Adrian's Internet had spread across kingdoms, reshaped education, revolutionized communication, and redefined divine engagement. But it had done so without altars, sermons, or sacred rituals. For the old gods, this was heresy.
In Arcantor's capital, the High Temple convened an emergency council. Priests from every major faith gathered to discuss the growing crisis. Attendance was high—but so was tension.
"He's siphoning prayers," said the High Priest of Light. "Our offerings have dropped by half."

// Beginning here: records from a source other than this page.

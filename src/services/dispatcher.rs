//! Job lifecycle orchestration.
//!
//! [`JobDispatcher::submit`] records the job and returns straight away; the
//! provider call and the terminal status write happen in a spawned Tokio task.

use std::sync::Arc;
use std::time::Instant;

use tokio::task::JoinHandle;
use tracing::Instrument;
use uuid::Uuid;

use crate::db::{JobStore, StatusUpdate, StoreError};
use crate::models::job::JobStatus;
use crate::services::generator::ImageGenerator;
use crate::services::reference::ReferenceSelector;

/// Handle to an accepted generation request.
#[derive(Debug)]
pub struct Submission {
    pub job_id: Uuid,
    /// Always `Processing` at submission time.
    pub status: JobStatus,
    /// The detached unit of work. Dropping it does not cancel the job.
    pub task: JoinHandle<()>,
}

/// Creates jobs and drives each one to a terminal status.
pub struct JobDispatcher {
    store: Arc<dyn JobStore>,
    generator: Arc<dyn ImageGenerator>,
    selector: Arc<dyn ReferenceSelector>,
}

impl JobDispatcher {
    pub fn new(
        store: Arc<dyn JobStore>,
        generator: Arc<dyn ImageGenerator>,
        selector: Arc<dyn ReferenceSelector>,
    ) -> Self {
        Self {
            store,
            generator,
            selector,
        }
    }

    /// Accept a generation request for `user_id`.
    ///
    /// Returns once the job row exists. If the insert fails nothing is
    /// spawned and the error goes back to the caller.
    pub async fn submit(
        &self,
        user_id: &str,
        user_image_url: &str,
    ) -> Result<Submission, StoreError> {
        let reference = self.selector.select_reference();

        tracing::info!(user_id = %user_id, reference = %reference, "Generation job requested");

        let job = match self.store.create_job(user_id, &reference).await {
            Ok(job) => job,
            Err(e) => {
                tracing::error!(user_id = %user_id, error = %e, "Failed to create generation job");
                return Err(e);
            }
        };

        metrics::counter!("generation_jobs_submitted_total").increment(1);

        let span = tracing::info_span!("generation_job", job_id = %job.id);
        let task = tokio::spawn(
            run_job(
                Arc::clone(&self.store),
                Arc::clone(&self.generator),
                job.id,
                user_image_url.to_string(),
                reference,
            )
            .instrument(span),
        );

        Ok(Submission {
            job_id: job.id,
            status: job.status,
            task,
        })
    }
}

/// Call the provider once and record the terminal status.
async fn run_job(
    store: Arc<dyn JobStore>,
    generator: Arc<dyn ImageGenerator>,
    job_id: Uuid,
    user_image_url: String,
    reference_image_url: String,
) {
    let start = Instant::now();
    let outcome = generator.generate(&user_image_url, &reference_image_url).await;
    metrics::histogram!("generation_provider_seconds").record(start.elapsed().as_secs_f64());

    let (target, update) = match outcome {
        Ok(result) => {
            if result.is_placeholder() {
                metrics::counter!("generation_jobs_placeholder_total").increment(1);
                tracing::warn!(
                    job_id = %job_id,
                    result_url = %result.result_url(),
                    "Provider response had no result URL, completing with placeholder"
                );
            } else {
                tracing::info!(job_id = %job_id, result_url = %result.result_url(), "Generation succeeded");
            }
            (
                JobStatus::Completed,
                store.mark_completed(job_id, result.result_url()).await,
            )
        }
        Err(e) => {
            tracing::warn!(
                job_id = %job_id,
                kind = e.kind(),
                error = %e,
                elapsed_ms = start.elapsed().as_millis() as u64,
                "Generation failed"
            );
            (JobStatus::Failed, store.mark_failed(job_id).await)
        }
    };

    match update {
        Ok(StatusUpdate::Applied) => {
            if let Some(counter) = outcome_counter(target) {
                metrics::counter!(counter).increment(1);
            }
            tracing::info!(job_id = %job_id, status = %target, "Job status recorded");
        }
        Ok(StatusUpdate::Unchanged) => {
            tracing::warn!(
                job_id = %job_id,
                status = %target,
                "Job was not processing, status left unchanged"
            );
        }
        Err(e) => {
            tracing::error!(
                job_id = %job_id,
                status = %target,
                error = %e,
                "Failed to record job status"
            );
        }
    }
}

/// Counter bumped when a job reaches `status`.
fn outcome_counter(status: JobStatus) -> Option<&'static str> {
    match status {
        JobStatus::Completed => Some("generation_jobs_completed_total"),
        JobStatus::Failed => Some("generation_jobs_failed_total"),
        JobStatus::Processing => None,
    }
}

"He's replacing doctrine with apps," added the Oracle of Flame. "People no longer ask for guidance. They ask for updates."
The debate raged for hours.
Some called for resistance—ban the Internet, declare it blasphemy, warn the people of divine punishment. Others argued for adaptation—collaborate with Adrian, integrate temple teachings into the App Store, preserve relevance.

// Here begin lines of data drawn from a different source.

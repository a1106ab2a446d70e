use rand::seq::SliceRandom;

/// Portraits used as swap targets when no catalog is configured.
pub const DEFAULT_CATALOG: [&str; 3] = [
    "https://upload.wikimedia.org/wikipedia/commons/thumb/c/c2/Portraits_of_Andrea_del_Sarto.jpg/800px-Portraits_of_Andrea_del_Sarto.jpg",
    "https://images.unsplash.com/photo-1500648767791-00dcc994a43e",
    "https://images.unsplash.com/photo-1507003211169-0a1dd7228f2d",
];

/// Picks the reference image a user's face is swapped onto.
pub trait ReferenceSelector: Send + Sync {
    fn select_reference(&self) -> String;
}

/// Uniform random pick from a fixed catalog. Holds no state between calls.
#[derive(Debug, Clone)]
pub struct CatalogSelector {
    catalog: Vec<String>,
}

impl CatalogSelector {
    /// Build a selector over `catalog`, or [`DEFAULT_CATALOG`] if it is empty.
    pub fn new(catalog: Vec<String>) -> Self {
        if catalog.is_empty() {
            return Self::default();
        }
        Self { catalog }
    }

    pub fn catalog(&self) -> &[String] {
        &self.catalog
    }
}

impl Default for CatalogSelector {
    fn default() -> Self {
        Self {
            catalog: DEFAULT_CATALOG.iter().map(|url| url.to_string()).collect(),
        }
    }
}

impl ReferenceSelector for CatalogSelector {
    fn select_reference(&self) -> String {
        self.catalog
            .choose(&mut rand::thread_rng())
            .cloned()
            .unwrap_or_else(|| DEFAULT_CATALOG[0].to_string())
    }
}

A few proposed a third path: competition.
Temples would launch their own divine systems, their own apps, their own coin economies. But none had Adrian's infrastructure, his AI, or his user base. They were trying to build castles in the shadow of a skyscraper.

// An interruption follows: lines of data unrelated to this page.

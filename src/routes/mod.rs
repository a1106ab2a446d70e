use axum::http::{header, HeaderValue, Method};
use axum::routing::{get, post};
use axum::Router;
use metrics_exporter_prometheus::PrometheusHandle;
use std::sync::Arc;
use tower_http::compression::CompressionLayer;
use tower_http::cors::{AllowOrigin, CorsLayer};
use tower_http::limit::RequestBodyLimitLayer;
use tower_http::trace::TraceLayer;

use crate::app_state::AppState;

pub mod generate;
pub mod health;
pub mod metrics;

/// Generation requests carry image URLs, not image bytes.
const MAX_BODY_BYTES: usize = 64 * 1024;

/// API routes without the metrics endpoint or middleware.
pub fn api_router(state: AppState) -> Router {
    Router::new()
        .route("/health", get(health::health_check))
        .route("/generate", post(generate::submit_generation))
        .route("/generate/{id}", get(generate::get_generation))
        .with_state(state)
}

/// Full application router: API routes, Prometheus scrape endpoint and
/// the HTTP middleware stack.
pub fn app_router(state: AppState, handle: PrometheusHandle, cors: CorsLayer) -> Router {
    api_router(state)
        .route(
            "/metrics",
            get(metrics::prometheus_metrics).with_state(Arc::new(handle)),
        )
        .layer(TraceLayer::new_for_http())
        .layer(CompressionLayer::new())
        .layer(cors)
        .layer(RequestBodyLimitLayer::new(MAX_BODY_BYTES))
}

/// CORS policy for the browser front end.
///
/// Origins that are not valid header values are skipped with a warning.
pub fn cors_layer(origins: &[String]) -> CorsLayer {
    let allowed: Vec<HeaderValue> = origins
        .iter()
        .filter_map(|origin| match HeaderValue::from_str(origin) {
            Ok(value) => Some(value),
            Err(_) => {
                tracing::warn!(origin = %origin, "Ignoring invalid CORS origin");
                None
            }
        })
        .collect();

    CorsLayer::new()
        .allow_origin(AllowOrigin::list(allowed))
        .allow_methods([Method::GET, Method::POST, Method::OPTIONS])
        .allow_headers([header::CONTENT_TYPE])
}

Meanwhile, Adrian watched from his cabin.
He didn't interfere. He didn't respond. He simply updated the system.
He added a new feature: [Faith Sync].
It allowed users to link their Internet account to any temple they still supported. Prayers would be split—80% to Adrian, 20% to the temple. In return, users received hybrid blessings and access to temple-specific content.
It was a peace offering.
Some temples accepted. They launched apps, submitted blessing packs, and joined the Divine App Store. Others refused, declaring Adrian a false god. But their influence continued to wane.
The people had made their choice.
They didn't want sermons.
They wanted systems.
And Adrian's Internet was the only divine infrastructure that delivered.